▸ PROVIDED DATA:
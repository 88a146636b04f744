// Copyright (c) Facebook, Inc. and its affiliates.
//
// This source code is licensed under the MIT license found in the
// LICENSE file in the root directory of this source tree.

use core::fmt;

use math::FieldElement;

use crate::{Expression, IntoExpression, Variable};


// TERM
// ================================================================================================

/// A monomial over a single variable: `coefficient * variable^power`.
///
/// A term always has a power of at least one. Products of distinct variables cannot be
/// described by a single term; multiplying terms over different variables produces an
/// [Expression] with a product node instead.
#[derive(Debug, Clone, Copy, PartialEq, Eq)]
pub struct Term<E: FieldElement> {
    variable: Variable<E>,
    power: u32,
    coefficient: E,
}

impl<E: FieldElement> Term<E> {
    // CONSTRUCTORS
    // --------------------------------------------------------------------------------------------

    /// Returns a term `coefficient * variable^power`.
    ///
    /// # Panics
    /// Panics if `power` is zero.
    pub fn new(variable: Variable<E>, power: u32, coefficient: E) -> Self {
        assert!(power > 0, "term power must be at least one, but was zero");
        Term { variable, power, coefficient }
    }

    // PUBLIC ACCESSORS
    // --------------------------------------------------------------------------------------------

    /// Returns the variable of this term.
    pub fn variable(&self) -> Variable<E> {
        self.variable
    }

    /// Returns the power to which the variable is raised.
    pub fn power(&self) -> u32 {
        self.power
    }

    /// Returns the coefficient of this term.
    pub fn coefficient(&self) -> E {
        self.coefficient
    }

    // ALGEBRA
    // --------------------------------------------------------------------------------------------

    /// Returns this term with its coefficient multiplied by `scalar`.
    pub fn scale(&self, scalar: E) -> Self {
        Term {
            coefficient: self.coefficient * scalar,
            ..*self
        }
    }

    /// Returns this term with its coefficient negated.
    pub fn negate(&self) -> Self {
        Term {
            coefficient: -self.coefficient,
            ..*self
        }
    }

    /// Returns a product of this term and `other` if both are defined over the same variable.
    ///
    /// Powers of the two terms are added and coefficients are multiplied. If the terms are
    /// defined over different variables, None is returned.
    ///
    /// # Panics
    /// Panics if the sum of the two powers does not fit into a `u32`.
    pub fn merge(&self, other: &Self) -> Option<Self> {
        if self.variable != other.variable {
            return None;
        }
        let Some(power) = self.power.checked_add(other.power) else {
            panic!("term power overflow: {} + {} exceeds u32::MAX", self.power, other.power);
        };
        Some(Term {
            variable: self.variable,
            power,
            coefficient: self.coefficient * other.coefficient,
        })
    }

    /// Returns an expression `self^power`.
    ///
    /// Raising a term to power 0 yields the constant ONE; for other powers the power of the
    /// variable is multiplied by `power`, and the coefficient is raised to `power`.
    ///
    /// # Panics
    /// Panics if the resulting power of the variable does not fit into a `u32`.
    pub fn pow(&self, power: u32) -> Expression<E> {
        match power {
            0 => Expression::one(),
            1 => Expression::Term(*self),
            _ => {
                let Some(new_power) = self.power.checked_mul(power) else {
                    panic!("term power overflow: {} * {power} exceeds u32::MAX", self.power);
                };
                let coefficient = self.coefficient.exp(E::PositiveInteger::from(power));
                Expression::Term(Term {
                    variable: self.variable,
                    power: new_power,
                    coefficient,
                })
            },
        }
    }

    /// Evaluates this term using `value` as the value of its variable.
    pub fn evaluate_at(&self, value: E) -> E {
        self.coefficient * value.exp(E::PositiveInteger::from(self.power))
    }
}

impl<E: FieldElement> From<Variable<E>> for Term<E> {
    fn from(variable: Variable<E>) -> Self {
        Term { variable, power: 1, coefficient: E::ONE }
    }
}

impl<E: FieldElement> IntoExpression<E> for Term<E> {
    fn into_expression(self) -> Expression<E> {
        Expression::Term(self)
    }
}

/// Renders the term as `coefficient * variable^power`; the coefficient is omitted when it is
/// ONE, and the power is omitted when it is one.
impl<E: FieldElement> fmt::Display for Term<E> {
    fn fmt(&self, f: &mut fmt::Formatter<'_>) -> fmt::Result {
        if self.coefficient != E::ONE {
            write!(f, "{} * ", self.coefficient)?;
        }
        write!(f, "{}", self.variable)?;
        if self.power != 1 {
            write!(f, "^{}", self.power)?;
        }
        Ok(())
    }
}
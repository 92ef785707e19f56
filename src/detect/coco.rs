//! COCO class names, in the index order used by YOLO-family models.

pub const COCO_CLASSES: [&str; 80] = [
    "person",
    "bicycle",
    "car",
    "motorcycle",
    "airplane",
    "bus",
    "train",
    "truck",
    "boat",
    "traffic light",
    "fire hydrant",
    "stop sign",
    "parking meter",
    "bench",
    "bird",
    "cat",
    "dog",
    "horse",
    "sheep",
    "cow",
    "elephant",
    "bear",
    "zebra",
    "giraffe",
    "backpack",
    "umbrella",
    "handbag",
    "tie",
    "suitcase",
    "frisbee",
    "skis",
    "snowboard",
    "sports ball",
    "kite",
    "baseball bat",
    "baseball glove",
    "skateboard",
    "surfboard",
    "tennis racket",
    "bottle",
    "wine glass",
    "cup",
    "fork",
    "knife",
    "spoon",
    "bowl",
    "banana",
    "apple",
    "sandwich",
    "orange",
    "broccoli",
    "carrot",
    "hot dog",
    "pizza",
    "donut",
    "cake",
    "chair",
    "couch",
    "potted plant",
    "bed",
    "dining table",
    "toilet",
    "tv",
    "laptop",
    "mouse",
    "remote",
    "keyboard",
    "cell phone",
    "microwave",
    "oven",
    "toaster",
    "sink",
    "refrigerator",
    "book",
    "clock",
    "vase",
    "scissors",
    "teddy bear",
    "hair drier",
    "toothbrush",
];

/// Class name for an index, or `class_<id>` when out of range.
pub fn class_name(class_id: usize) -> String {
    COCO_CLASSES
        .get(class_id)
        .map(|name| name.to_string())
        .unwrap_or_else(|| format!("class_{}", class_id))
}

▸ WHAT THE EXERCISE ASKS: All that is needed is the number of lines in the listing holding the word "Some".

▸ ANSWER SPACE: 3